Keep in mind that this is just a bill that hasn't passed into law yet ("avant-projet de loi"). And yeah, there's an exemption in there for medical conditions, even though it's not been discussed in the press.
un justificatif de statut vaccinal concernant la covid-19 [...]
Les personnes qui justifient, par la présentation d'un certificat médical, d'une contre-indication à la vaccination sont exemptées des obligations d'immunisation mentionnées au I.
a certificate of vaccination status regarding covid-19 [...]
Individuals presenting a medical certificate indicating a contraindication to vaccination are exempted from immunization obligations mentioned in I.
As the details of all this stuff, e.g. how the checks are going to be performed by e.g. supermarkets are still being ironed out, don't expect more detail than that on what the exemptions are going to be or how they are going to recorded.
As @Jontia mentioned in a comment, after a closer look, the exemption via a medical certificate ("doctor's note/excuse" in the more familiar English term[s]) seems to apply only to a section that deals with mandatory vaccinations for professionals who interact with the public. (The wording is in fact similar to that that deals with other vaccinations in the present 2013 law on that.) As the law proposal stands now, it seems there would be no exemption e.g. from presenting the alternative negative Covid-19 test result in other circumstances, e.g. going to an event or whatever else the French legislators will decide this health pass is going to be used for, but only for [continued] employment purposes.
(Among other lacunae of the current provisions, even EU-approved vaccines administered abroad don't count towards this French pass...)
In more recent developments, there's now an "avis" of HAS (the "High" public health authority) on this law proposal. It outlines that indeed the law would provide an exemption:
Le projet de loi prévoit :
des exemptions en cas de contre-indication à la vaccination. Ainsi, « les personnes qui justifient, par la présentation d'un certificat médical, d'une contre-indication à la vaccination sont exemptées des obligations d'immunisation »;
but they don't seem to discuss that the exemption seems to be only for employment purposes... although they do spend like 3 more paras recommending that the mandate for obligatory vaccincations should be enlarged. I guess they consider that the going-to-events bit is not mandatory... or something like that.

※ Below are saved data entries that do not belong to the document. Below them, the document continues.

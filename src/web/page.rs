use std::fmt::Write;

use crate::pipeline::{Prediction, RiskLabel};
use crate::record::{
	FamilyHistory, PatientRecord, ADIPOSITY_RANGE, AGE_RANGE, LDL_RANGE, OBESITY_RANGE, SBP_RANGE,
};

/// What to show under the form after a submission.
#[derive(Debug, Clone, PartialEq)]
pub enum Outcome {
	Predicted(Prediction),
	/// The submitted values failed the form's bounds.
	Rejected(String),
	/// The model could not be loaded or applied.
	Failed(String),
}

const STYLE: &str = r#"
body { background-color: #eef3f8; font-family: sans-serif; color: #2c4a63; }
.main { background-color: #ffffff; max-width: 760px; margin: 2rem auto; padding: 2rem 3rem;
	border-radius: 12px; box-shadow: 0 2px 15px rgba(0,0,0,0.1); }
.header { background-color: #d3e3fc; padding: 25px; border-radius: 12px; text-align: center;
	margin-bottom: 20px; border-left: 6px solid #4a90e2; }
.header h1 { font-size: 30px; margin: 0; font-weight: 700; }
.header p { color: #436280; font-size: 15px; margin-top: 5px; }
.columns { display: grid; grid-template-columns: 1fr 1fr; gap: 1rem 2rem; }
label { display: block; font-weight: 600; margin-bottom: 0.3rem; }
input, select { width: 100%; box-sizing: border-box; padding: 0.4rem; border-radius: 8px;
	border: 1px solid #bcd0e7; background-color: #f7fbff; }
button { margin-top: 1.2rem; background-color: #4a90e2; color: white; padding: 0.6rem 1.2rem;
	border-radius: 8px; border: none; font-size: 15px; }
button:hover { background-color: #3d7bc4; }
table { border-collapse: collapse; width: 100%; }
th, td { border: 1px solid #bcd0e7; padding: 0.3rem 0.6rem; text-align: right; }
.notice { padding: 1rem; border-radius: 8px; margin: 1rem 0; }
.high, .error { background-color: #fde8e8; color: #8a1f1f; }
.low { background-color: #e6f6ea; color: #1f6b35; }
.info { background-color: #e8f1fd; color: #24527a; }
"#;

pub fn render(record: &PatientRecord, outcome: Option<&Outcome>) -> String {
	let mut html = String::new();

	// Writing into a String cannot fail
	let _ = write!(
		html,
		r#"<!DOCTYPE html>
<html lang="en">
<head>
<meta charset="utf-8">
<title>Heart disease risk prediction</title>
<style>{STYLE}</style>
</head>
<body>
<div class="main">
<div class="header">
<h1>🩺 Heart disease risk prediction</h1>
<p>Automatic analysis based on a machine learning model.</p>
</div>
<h3>🔍 Patient clinical parameters</h3>
<form method="post" action="/">
<div class="columns">
<div>
{age}
{sbp}
{ldl}
</div>
<div>
{adiposity}
{obesity}
{famhist}
</div>
</div>
<button type="submit">Analyze risk</button>
</form>
"#,
		age = number_input("age", "Age", record.age as f64, (AGE_RANGE.0 as f64, AGE_RANGE.1 as f64), "1"),
		sbp = number_input("sbp", "Systolic blood pressure (mmHg)", record.sbp, SBP_RANGE, "0.01"),
		ldl = number_input("ldl", "LDL cholesterol (mmol/L)", record.ldl, LDL_RANGE, "0.01"),
		adiposity = number_input("adiposity", "Adiposity", record.adiposity, ADIPOSITY_RANGE, "0.01"),
		obesity = number_input("obesity", "Obesity", record.obesity, OBESITY_RANGE, "0.01"),
		famhist = family_history_select(record.famhist),
	);

	match outcome {
		Some(Outcome::Predicted(prediction)) => {
			html.push_str(&entered_data(record));
			html.push_str(&result(prediction));
		},
		Some(Outcome::Rejected(message)) => {
			let _ = write!(html, r#"<div class="notice error">Invalid input: {}</div>"#, escape(message));
		},
		Some(Outcome::Failed(message)) => {
			let _ = write!(html, r#"<div class="notice error">Analysis failed: {}</div>"#, escape(message));
		},
		None => {},
	}

	html.push_str("</div>\n</body>\n</html>\n");
	html
}

fn number_input(name: &str, label: &str, value: f64, (min, max): (f64, f64), step: &str) -> String {
	format!(
		r#"<label for="{name}">{label}</label>
<input type="number" id="{name}" name="{name}" min="{min}" max="{max}" step="{step}" value="{value}" required>"#
	)
}

fn family_history_select(selected: FamilyHistory) -> String {
	let options = FamilyHistory::ALL
		.iter()
		.map(|f| {
			let attr = if *f == selected { " selected" } else { "" };
			format!(r#"<option value="{f}"{attr}>{f}</option>"#)
		})
		.collect::<String>();

	format!(r#"<label for="famhist">Family history</label>
<select id="famhist" name="famhist">{options}</select>"#)
}

fn entered_data(record: &PatientRecord) -> String {
	let header = PatientRecord::columns()
		.iter()
		.map(|c| format!("<th>{c}</th>"))
		.collect::<String>();
	let cells = record
		.cells()
		.iter()
		.map(|c| format!("<td>{}</td>", escape(c)))
		.collect::<String>();

	format!("<h3>📄 Entered data</h3>\n<table><tr>{header}</tr><tr>{cells}</tr></table>\n")
}

fn result(prediction: &Prediction) -> String {
	let (class, text) = match prediction.label {
		RiskLabel::High => ("high", "⚠️ High risk detected."),
		RiskLabel::Low => ("low", "🟢 Low risk detected."),
	};

	format!(
		r#"<h3>🧪 Analysis result</h3>
<div class="notice {class}">{text}<br>Estimated probability: <strong>{:.2}</strong></div>
<div class="notice info">This application provides an algorithmic estimate and does not constitute medical advice.</div>
"#,
		prediction.probability
	)
}

fn escape(s: &str) -> String {
	let mut out = String::with_capacity(s.len());
	for c in s.chars() {
		match c {
			'<' => out.push_str("&lt;"),
			'>' => out.push_str("&gt;"),
			'&' => out.push_str("&amp;"),
			'"' => out.push_str("&quot;"),
			'\'' => out.push_str("&#39;"),
			c => out.push(c),
		}
	}
	out
}

#[cfg(test)]
mod tests {
	use super::*;

	#[test]
	fn blank_form_uses_defaults() {
		let html = render(&PatientRecord::default(), None);

		assert!(html.contains(r#"name="age" min="10" max="100" step="1" value="50""#));
		assert!(html.contains(r#"name="sbp" min="80" max="250" step="0.01" value="140""#));
		assert!(html.contains(r#"<option value="Present" selected>"#));
		assert!(!html.contains("Analysis result"));
	}

	#[test]
	fn result_shows_label_and_rounded_probability() {
		let prediction = Prediction { label: RiskLabel::High, probability: 0.876 };
		let html = render(&PatientRecord::default(), Some(&Outcome::Predicted(prediction)));

		assert!(html.contains("High risk detected"));
		assert!(html.contains("<strong>0.88</strong>"));
		assert!(html.contains("<th>sbp</th><th>ldl</th><th>adiposity</th><th>obesity</th><th>age</th><th>famhist</th>"));
	}

	#[test]
	fn low_risk_result() {
		let prediction = Prediction { label: RiskLabel::Low, probability: 0.1 };
		let html = render(&PatientRecord::default(), Some(&Outcome::Predicted(prediction)));

		assert!(html.contains("Low risk detected"));
		assert!(html.contains("<strong>0.10</strong>"));
	}

	#[test]
	fn messages_are_escaped() {
		let html = render(&PatientRecord::default(), Some(&Outcome::Failed("<script>".into())));
		assert!(html.contains("&lt;script&gt;"));
		assert!(!html.contains("<script>"));
	}
}
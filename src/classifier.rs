use std::io::{Read, Write};

use crate::functions::{NEGATIVE, POSITIVE};

pub trait Classifier: Sized {
	/// Probability of the positive class for one preprocessed row.
	fn predict_proba(&self, x: &[f64]) -> f64;

	/// Class with the highest probability; ties go to the negative class.
	fn predict(&self, x: &[f64]) -> f64 {
		if self.predict_proba(x) > 0.5 {
			POSITIVE
		} else {
			NEGATIVE
		}
	}

	fn serialize<W: Write>(&self, writer: &mut W) -> std::io::Result<()>;
	fn deserialize<R: Read>(reader: &mut R) -> std::io::Result<Self>;
}
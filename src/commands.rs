use rand::rngs::StdRng;
use rand::SeedableRng;
use serde::Serialize;
use tracing::info;

use crate::config::{FitArgs, PredictArgs, ServeArgs};
use crate::error::Result;
use crate::pipeline::Pipeline;
use crate::record::FamilyHistory;
use crate::training_data::{self, train_test_split};
use crate::web::{self, AppState, ModelCache};

pub fn fit(args: &FitArgs) -> Result<Pipeline> {
	info!("Reading dataset {} ...", args.data.display());
	let records = training_data::read(&args.data)?;

	let (train, test) = if args.test_rate > 0.0 {
		let mut rng = match args.seed {
			Some(seed) => StdRng::seed_from_u64(seed),
			None => StdRng::from_entropy(),
		};
		train_test_split(&records, &mut rng, args.test_rate)
	} else {
		(records, Vec::new())
	};
	info!("Training on {} rows, holding out {}", train.len(), test.len());

	let pipeline = Pipeline::fit(&train, &args.forest())?;

	if !test.is_empty() {
		info!("Classification rate test: {:.3}%", pipeline.evaluate(&test)? * 100.0);
		info!("Classification rate train: {:.3}%", pipeline.evaluate(&train)? * 100.0);
	}

	pipeline.save(&args.model)?;
	info!("Model exported to {}", args.model.display());

	Ok(pipeline)
}

#[derive(Debug, Serialize)]
struct PredictionRow {
	sbp: f64,
	ldl: f64,
	adiposity: f64,
	obesity: f64,
	age: u32,
	famhist: FamilyHistory,
	label: u8,
	probability: f64,
}

/// Labels every row of `args.data` and writes them to `args.output`. Returns the row count.
pub fn predict(args: &PredictArgs) -> Result<usize> {
	let pipeline = Pipeline::load(&args.model)?;
	let records = training_data::read_records(&args.data)?;

	info!("Classifying {} rows ...", records.len());
	let mut writer = csv::Writer::from_path(&args.output)?;

	for record in &records {
		let prediction = pipeline.predict(record)?;

		writer.serialize(PredictionRow {
			sbp: record.sbp,
			ldl: record.ldl,
			adiposity: record.adiposity,
			obesity: record.obesity,
			age: record.age,
			famhist: record.famhist,
			label: prediction.label.value(),
			probability: prediction.probability,
		})?;
	}

	writer.flush()?;
	info!("Wrote predictions to {}", args.output.display());

	Ok(records.len())
}

pub async fn serve(args: ServeArgs) -> Result<()> {
	let state = AppState::new(ModelCache::new(args.model));
	web::serve(web::router(state), args.bind).await
}

#[cfg(test)]
mod tests {
	use super::*;
	use crate::pipeline::tests::cohort;
	use std::io::Write;

	fn write_cohort() -> tempfile::NamedTempFile {
		let mut file = tempfile::NamedTempFile::new().unwrap();
		writeln!(file, "sbp,ldl,adiposity,obesity,age,famhist,chd").unwrap();
		for r in cohort() {
			writeln!(file, "{},{},{},{},{},{},{}", r.sbp, r.ldl, r.adiposity, r.obesity, r.age, r.famhist, r.chd).unwrap();
		}
		file
	}

	fn fit_args(data: &tempfile::NamedTempFile, model: &std::path::Path, test_rate: f64) -> FitArgs {
		FitArgs {
			data: data.path().to_path_buf(),
			model: model.to_path_buf(),
			trees: 10,
			max_depth: None,
			min_samples_split: 2,
			bag_amount: 1.0,
			seed: Some(5),
			test_rate,
		}
	}

	#[test]
	fn fit_writes_a_loadable_artifact() -> Result<()> {
		let data = write_cohort();
		let dir = tempfile::tempdir()?;
		let model = dir.path().join("Model.bin");

		let fitted = fit(&fit_args(&data, &model, 0.0))?;
		let loaded = Pipeline::load(&model)?;

		assert_eq!(loaded, fitted);
		Ok(())
	}

	#[test]
	fn fit_with_holdout_still_saves() -> Result<()> {
		let data = write_cohort();
		let dir = tempfile::tempdir()?;
		let model = dir.path().join("Model.bin");

		fit(&fit_args(&data, &model, 0.25))?;
		assert!(model.exists());
		Ok(())
	}

	#[test]
	fn fit_aborts_on_missing_data() {
		let dir = tempfile::tempdir().unwrap();
		let args = FitArgs {
			data: dir.path().join("missing.csv"),
			..fit_args(&write_cohort(), &dir.path().join("Model.bin"), 0.0)
		};

		assert!(fit(&args).is_err());
		assert!(!dir.path().join("Model.bin").exists());
	}

	#[test]
	fn predict_writes_one_row_per_input() -> Result<()> {
		let data = write_cohort();
		let dir = tempfile::tempdir()?;
		let model = dir.path().join("Model.bin");
		fit(&fit_args(&data, &model, 0.0))?;

		let output = dir.path().join("out.csv");
		let rows = predict(&PredictArgs {
			data: data.path().to_path_buf(),
			model,
			output: output.clone(),
		})?;
		assert_eq!(rows, cohort().len());

		let mut reader = csv::Reader::from_path(&output)?;
		let headers = reader.headers()?.clone();
		assert_eq!(headers.len(), 8);
		assert_eq!(&headers[6], "label");

		for row in reader.records() {
			let row = row?;
			assert!(matches!(&row[6], "0" | "1"));
			let p = row[7].parse::<f64>().unwrap();
			assert!((0.0..=1.0).contains(&p));
		}

		Ok(())
	}
}
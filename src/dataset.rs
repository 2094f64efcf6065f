use crate::classifier::Classifier;
use rayon::iter::{IntoParallelIterator, ParallelIterator};
use std::ops::Range;
use rand::Rng;
use ordered_float::OrderedFloat;

/// Index view over columnar training data. Sorting and splitting only
/// reorder `index`; the borrowed columns are never copied.
#[derive(Clone, Debug)]
pub struct Dataset<'a> {
	columns: &'a [Vec<f64>],
	targets: &'a [f64],

	index: Vec<usize>,
	range: Range<usize>,
}

impl<'a, 'b> Dataset<'a> {
	/// Share of rows the classifier labels correctly. Zero for an empty view.
	pub fn evaluate<C: Classifier + Sync>(&self, classifier: &C) -> f64 {
		if self.rows_len() == 0 {
			return 0.0;
		}

		self.rows()
			.zip(self.targets())
			.collect::<Vec<_>>()
			.into_par_iter()
			.filter(|(x, y)| classifier.predict(x) == *y)
			.count() as f64 / self.rows_len() as f64
	}

	pub fn sort(&mut self, column: usize) {
		let values = &self.columns[column];

		self.index[self.range.start..self.range.end]
			.sort_by_key(|&x| OrderedFloat(values[x]));
	}

	/// Runs `f` on the first `row` rows of the view, then on the rest.
	pub fn split<F, T>(&mut self, row: usize, mut f: F) -> (T, T)
	where
		F: FnMut(&mut Self) -> T,
	{
		let row = row + self.range.start;
		let original = self.range.clone();

		self.range.end = row;
		let left = f(self);
		self.range.end = original.end;

		self.range.start = row;
		let right = f(self);
		self.range.start = original.start;

		(left, right)
	}

	/// Draws `max_samples` rows with replacement.
	pub fn bootstrap<R: Rng + ?Sized>(&self, rng: &mut R, max_samples: usize) -> Self {
		let range = 0..max_samples;
		let index = if self.rows_len() == 0 {
			Vec::new()
		} else {
			range
				.clone()
				.map(|_| self.index[rng.gen_range(self.range.start, self.range.end)])
				.collect::<Vec<_>>()
		};

		Self {
			range: 0..index.len(),
			index,
			columns: self.columns,
			targets: self.targets,
		}
	}

	fn indices(&'b self) -> impl 'b + Iterator<Item = usize> + Clone {
		self.index[self.range.start..self.range.end]
			.iter()
			.copied()
	}

	pub fn targets(&'b self) -> impl 'b + Iterator<Item = f64> + Clone {
		self.indices()
			.map(move |i| self.targets[i])
	}

	pub fn column(&'b self, column: usize) -> impl 'b + Iterator<Item = f64> {
		let column = &self.columns[column];

		self.indices()
			.map(move |i| column[i])
	}

	pub fn features_len(&self) -> usize {
		self.columns.len()
	}

	pub fn rows_len(&self) -> usize {
		self.range.end - self.range.start
	}

	pub fn rows(&'b self) -> impl 'b + Iterator<Item = Vec<f64>> {
		self.indices().map(move |i| {
			(0..self.columns.len())
				.map(|j| self.columns[j][i])
				.collect()
		})
	}
}

#[derive(Debug, Default)]
pub struct Builder {
	columns: Vec<Vec<f64>>,
	targets: Vec<f64>,
}

impl Builder {
	pub fn new() -> Self {
		Self::default()
	}

	pub fn build(&self) -> Dataset<'_> {
		let range = 0..self.targets.len();

		Dataset {
			columns: &self.columns,
			targets: &self.targets,

			range: range.clone(),
			index: range.collect(),
		}
	}

	pub fn add(&mut self, x: &[f64], y: f64) {
		if self.columns.is_empty() {
			self.columns = vec![Vec::new(); x.len()];
		}

		debug_assert_eq!(self.columns.len(), x.len(), "rows must share one width");

		for (column, value) in self.columns.iter_mut().zip(x) {
			column.push(*value);
		}

		self.targets.push(y);
	}
}

#[cfg(test)]
mod tests {
	use super::*;
	use rand::rngs::StdRng;
	use rand::SeedableRng;

	fn builder() -> Builder {
		let mut builder = Builder::new();
		builder.add(&[3.0, 10.0], 1.0);
		builder.add(&[1.0, 20.0], 0.0);
		builder.add(&[2.0, 30.0], 1.0);
		builder
	}

	#[test]
	fn sort_reorders_view_only() {
		let builder = builder();
		let mut dataset = builder.build();
		dataset.sort(0);

		assert_eq!(dataset.column(0).collect::<Vec<_>>(), vec![1.0, 2.0, 3.0]);
		assert_eq!(dataset.targets().collect::<Vec<_>>(), vec![0.0, 1.0, 1.0]);
		assert_eq!(dataset.rows().next(), Some(vec![1.0, 20.0]));
	}

	#[test]
	fn split_restores_range() {
		let builder = builder();
		let mut dataset = builder.build();
		let (left, right) = dataset.split(1, |d| d.rows_len());

		assert_eq!((left, right), (1, 2));
		assert_eq!(dataset.rows_len(), 3);
	}

	#[test]
	fn bootstrap_draws_requested_rows() {
		let builder = builder();
		let dataset = builder.build();
		let mut rng = StdRng::seed_from_u64(7);
		let sample = dataset.bootstrap(&mut rng, 10);

		assert_eq!(sample.rows_len(), 10);
		assert_eq!(sample.features_len(), 2);
		assert!(sample.targets().all(|y| y == 0.0 || y == 1.0));
	}
}
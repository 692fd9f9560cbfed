//! Stock domain models and position math.
//!
//! Positions carry a weighted-average cost basis: every buy recomputes one
//! average price over all held shares, and sells realize P&L against that
//! average rather than FIFO/LIFO lots.

use chrono::NaiveDate;
use rust_decimal::Decimal;
use serde::{Deserialize, Serialize};
use std::collections::HashMap;

use crate::errors::{PositionError, ValidationError};
use crate::{Error, Result};

/// Kind of a stock transaction row.
#[derive(Debug, Clone, Copy, PartialEq, Eq, Serialize, Deserialize)]
#[serde(rename_all = "lowercase")]
pub enum StockTransactionType {
    Buy,
    Sell,
    /// Dividend income rows feed the income statement only; they never touch
    /// the position or the cash account.
    Dividend,
}

impl StockTransactionType {
    pub fn as_str(&self) -> &'static str {
        match self {
            StockTransactionType::Buy => "buy",
            StockTransactionType::Sell => "sell",
            StockTransactionType::Dividend => "dividend",
        }
    }
}

impl std::str::FromStr for StockTransactionType {
    type Err = Error;

    fn from_str(s: &str) -> Result<Self> {
        match s {
            "buy" => Ok(StockTransactionType::Buy),
            "sell" => Ok(StockTransactionType::Sell),
            "dividend" => Ok(StockTransactionType::Dividend),
            other => Err(Error::Validation(ValidationError::InvalidInput(format!(
                "Unknown stock transaction type: {other}"
            )))),
        }
    }
}

impl std::fmt::Display for StockTransactionType {
    fn fmt(&self, f: &mut std::fmt::Formatter<'_>) -> std::fmt::Result {
        write!(f, "{}", self.as_str())
    }
}

/// A per-symbol holding.
///
/// Invariant: `total_invested == avg_buy_price * total_shares` within the
/// documented tolerance after every buy. A zero-share row is never persisted.
#[derive(Debug, Clone, Serialize, Deserialize)]
#[serde(rename_all = "camelCase")]
pub struct StockPosition {
    pub id: String,
    pub user_id: String,
    pub symbol: String,
    pub company_name: String,
    pub total_shares: Decimal,
    pub avg_buy_price: Decimal,
    pub total_invested: Decimal,
}

impl StockPosition {
    /// Folds a purchase into the position, recomputing the weighted average.
    pub fn apply_buy(&mut self, shares: Decimal, price_per_share: Decimal) {
        let new_shares = self.total_shares + shares;
        let new_invested = self.total_invested + shares * price_per_share;
        self.avg_buy_price = new_invested / new_shares;
        self.total_shares = new_shares;
        self.total_invested = new_invested;
    }

    /// Computes the outcome of selling `shares` at `price_per_share` against
    /// the current average cost basis. The position itself is untouched;
    /// apply the outcome with [`StockPosition::apply_sale`].
    pub fn sale(&self, shares: Decimal, price_per_share: Decimal) -> Result<SaleOutcome> {
        if self.total_shares < shares {
            return Err(Error::Position(PositionError::InsufficientShares {
                symbol: self.symbol.clone(),
                attempted: shares,
                available: self.total_shares,
            }));
        }
        let cost_basis = self.avg_buy_price * shares;
        let proceeds = shares * price_per_share;
        let remaining_shares = self.total_shares - shares;
        Ok(SaleOutcome {
            cost_basis,
            proceeds,
            profit_loss: proceeds - cost_basis,
            remaining_shares,
            remaining_invested: self.total_invested - cost_basis,
            closes_position: remaining_shares.is_zero(),
        })
    }

    /// Shrinks the position per a computed sale outcome. The average buy
    /// price is left unchanged; only the share count and invested total move.
    pub fn apply_sale(&mut self, outcome: &SaleOutcome) {
        self.total_shares = outcome.remaining_shares;
        self.total_invested = outcome.remaining_invested;
    }

    /// Read-time enrichment with the latest known market price. Falls back
    /// to the average buy price when no price is supplied, which shows the
    /// holding at cost.
    pub fn market_view(&self, latest_price: Option<Decimal>) -> StockPositionView {
        let current_price = latest_price.unwrap_or(self.avg_buy_price);
        let current_value = self.total_shares * current_price;
        StockPositionView {
            position: self.clone(),
            current_price,
            current_value,
            profit_loss: current_value - self.total_invested,
        }
    }
}

/// Result of the sale computation on a position.
#[derive(Debug, Clone, PartialEq, Eq)]
pub struct SaleOutcome {
    pub cost_basis: Decimal,
    pub proceeds: Decimal,
    pub profit_loss: Decimal,
    pub remaining_shares: Decimal,
    pub remaining_invested: Decimal,
    pub closes_position: bool,
}

/// An append-only stock trade event. Immutable once written;
/// `profit_loss`/`avg_cost_basis` are present only for sells.
#[derive(Debug, Clone, Serialize, Deserialize)]
#[serde(rename_all = "camelCase")]
pub struct StockTransaction {
    pub id: String,
    pub user_id: String,
    pub symbol: String,
    pub company_name: String,
    pub transaction_type: StockTransactionType,
    pub shares: Decimal,
    pub price_per_share: Decimal,
    pub total_amount: Decimal,
    pub profit_loss: Option<Decimal>,
    pub avg_cost_basis: Option<Decimal>,
    pub transaction_date: NaiveDate,
}

/// A position enriched with the latest known market price at read time.
/// Never stored.
#[derive(Debug, Clone, Serialize, Deserialize)]
#[serde(rename_all = "camelCase")]
pub struct StockPositionView {
    #[serde(flatten)]
    pub position: StockPosition,
    pub current_price: Decimal,
    pub current_value: Decimal,
    pub profit_loss: Decimal,
}

/// Input model for buying stock.
#[derive(Debug, Clone, Serialize, Deserialize)]
#[serde(rename_all = "camelCase")]
pub struct BuyOrder {
    pub user_id: String,
    pub symbol: String,
    pub company_name: String,
    pub shares: Decimal,
    pub price_per_share: Decimal,
    /// Defaults to the current date when omitted.
    pub date: Option<NaiveDate>,
}

impl BuyOrder {
    pub fn validate(&self) -> Result<()> {
        if self.user_id.trim().is_empty() {
            return Err(Error::Validation(ValidationError::MissingField(
                "userId".to_string(),
            )));
        }
        if self.symbol.trim().is_empty() {
            return Err(Error::Validation(ValidationError::MissingField(
                "symbol".to_string(),
            )));
        }
        if self.shares <= Decimal::ZERO {
            return Err(Error::Validation(ValidationError::InvalidInput(
                "Share count must be positive".to_string(),
            )));
        }
        if self.price_per_share <= Decimal::ZERO {
            return Err(Error::Validation(ValidationError::InvalidInput(
                "Price per share must be positive".to_string(),
            )));
        }
        Ok(())
    }

    pub fn total_amount(&self) -> Decimal {
        self.shares * self.price_per_share
    }

    pub fn effective_date(&self) -> NaiveDate {
        self.date
            .unwrap_or_else(|| chrono::Utc::now().date_naive())
    }
}

/// Input model for selling stock.
#[derive(Debug, Clone, Serialize, Deserialize)]
#[serde(rename_all = "camelCase")]
pub struct SellOrder {
    pub user_id: String,
    pub symbol: String,
    pub shares: Decimal,
    pub price_per_share: Decimal,
    pub date: Option<NaiveDate>,
}

impl SellOrder {
    pub fn validate(&self) -> Result<()> {
        if self.user_id.trim().is_empty() {
            return Err(Error::Validation(ValidationError::MissingField(
                "userId".to_string(),
            )));
        }
        if self.symbol.trim().is_empty() {
            return Err(Error::Validation(ValidationError::MissingField(
                "symbol".to_string(),
            )));
        }
        if self.shares <= Decimal::ZERO {
            return Err(Error::Validation(ValidationError::InvalidInput(
                "Share count must be positive".to_string(),
            )));
        }
        if self.price_per_share <= Decimal::ZERO {
            return Err(Error::Validation(ValidationError::InvalidInput(
                "Price per share must be positive".to_string(),
            )));
        }
        Ok(())
    }

    pub fn effective_date(&self) -> NaiveDate {
        self.date
            .unwrap_or_else(|| chrono::Utc::now().date_naive())
    }
}

/// Input model for recording dividend income on a symbol.
#[derive(Debug, Clone, Serialize, Deserialize)]
#[serde(rename_all = "camelCase")]
pub struct DividendRecord {
    pub user_id: String,
    pub symbol: String,
    pub amount: Decimal,
    pub date: Option<NaiveDate>,
}

impl DividendRecord {
    pub fn validate(&self) -> Result<()> {
        if self.user_id.trim().is_empty() {
            return Err(Error::Validation(ValidationError::MissingField(
                "userId".to_string(),
            )));
        }
        if self.symbol.trim().is_empty() {
            return Err(Error::Validation(ValidationError::MissingField(
                "symbol".to_string(),
            )));
        }
        if self.amount <= Decimal::ZERO {
            return Err(Error::Validation(ValidationError::InvalidInput(
                "Dividend amount must be positive".to_string(),
            )));
        }
        Ok(())
    }

    pub fn effective_date(&self) -> NaiveDate {
        self.date
            .unwrap_or_else(|| chrono::Utc::now().date_naive())
    }
}

/// What a completed buy returns to the caller.
#[derive(Debug, Clone, Serialize, Deserialize)]
#[serde(rename_all = "camelCase")]
pub struct BuyOutcome {
    pub position: StockPosition,
    pub transaction: StockTransaction,
}

/// What a completed sell returns to the caller. `position` is `None` when the
/// sale closed the position.
#[derive(Debug, Clone, Serialize, Deserialize)]
#[serde(rename_all = "camelCase")]
pub struct SellOutcome {
    pub position: Option<StockPosition>,
    pub transaction: StockTransaction,
    pub profit_loss: Decimal,
}

/// Builds read-time views for a set of positions from a symbol→price map.
pub fn build_position_views(
    positions: &[StockPosition],
    prices: &HashMap<String, Decimal>,
) -> Vec<StockPositionView> {
    positions
        .iter()
        .map(|p| p.market_view(prices.get(&p.symbol).copied()))
        .collect()
}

I'll also note from related articles that the government has had it some of its Covid-19 laws overturned by the Constitutional Council, e.g. the one dealing with religious events (this might sound familiar to the similar lawsuits in the US).
Since the start of the pandemic, the government’s Council of State has consistently underscored the importance of freedom of worship, which is protected under France’s constitution.
In November 2020, France's highest administrative court overturned the 30-person maximum capacity for religious ceremonies, a restriction initially imposed by the government. In their decision, the judges considered that the activities carried out in places of worship "are not of the same nature" as those in cinemas or theatres and that "the fundamental freedoms at stake are not the same".
So it's still somewhat unclear how much of this will hold water. As also noted in the French press, the Constituional Concil did give the go-ahead in May to the current scheme of the health pass... precisely because it only applies to "grand gatherings". (The left-wing deputies had submitted an objection that the law was too broad.) The CC also held precise enough the notion of "entertainment event" to exclude e.g. political gatherings; see #18 in full text. So it's a bit unclear if the Constitutional Council will approve of the health pass requirement for the "lesser" everyday things that the new proposal wants to apply this to (restaurants etc.)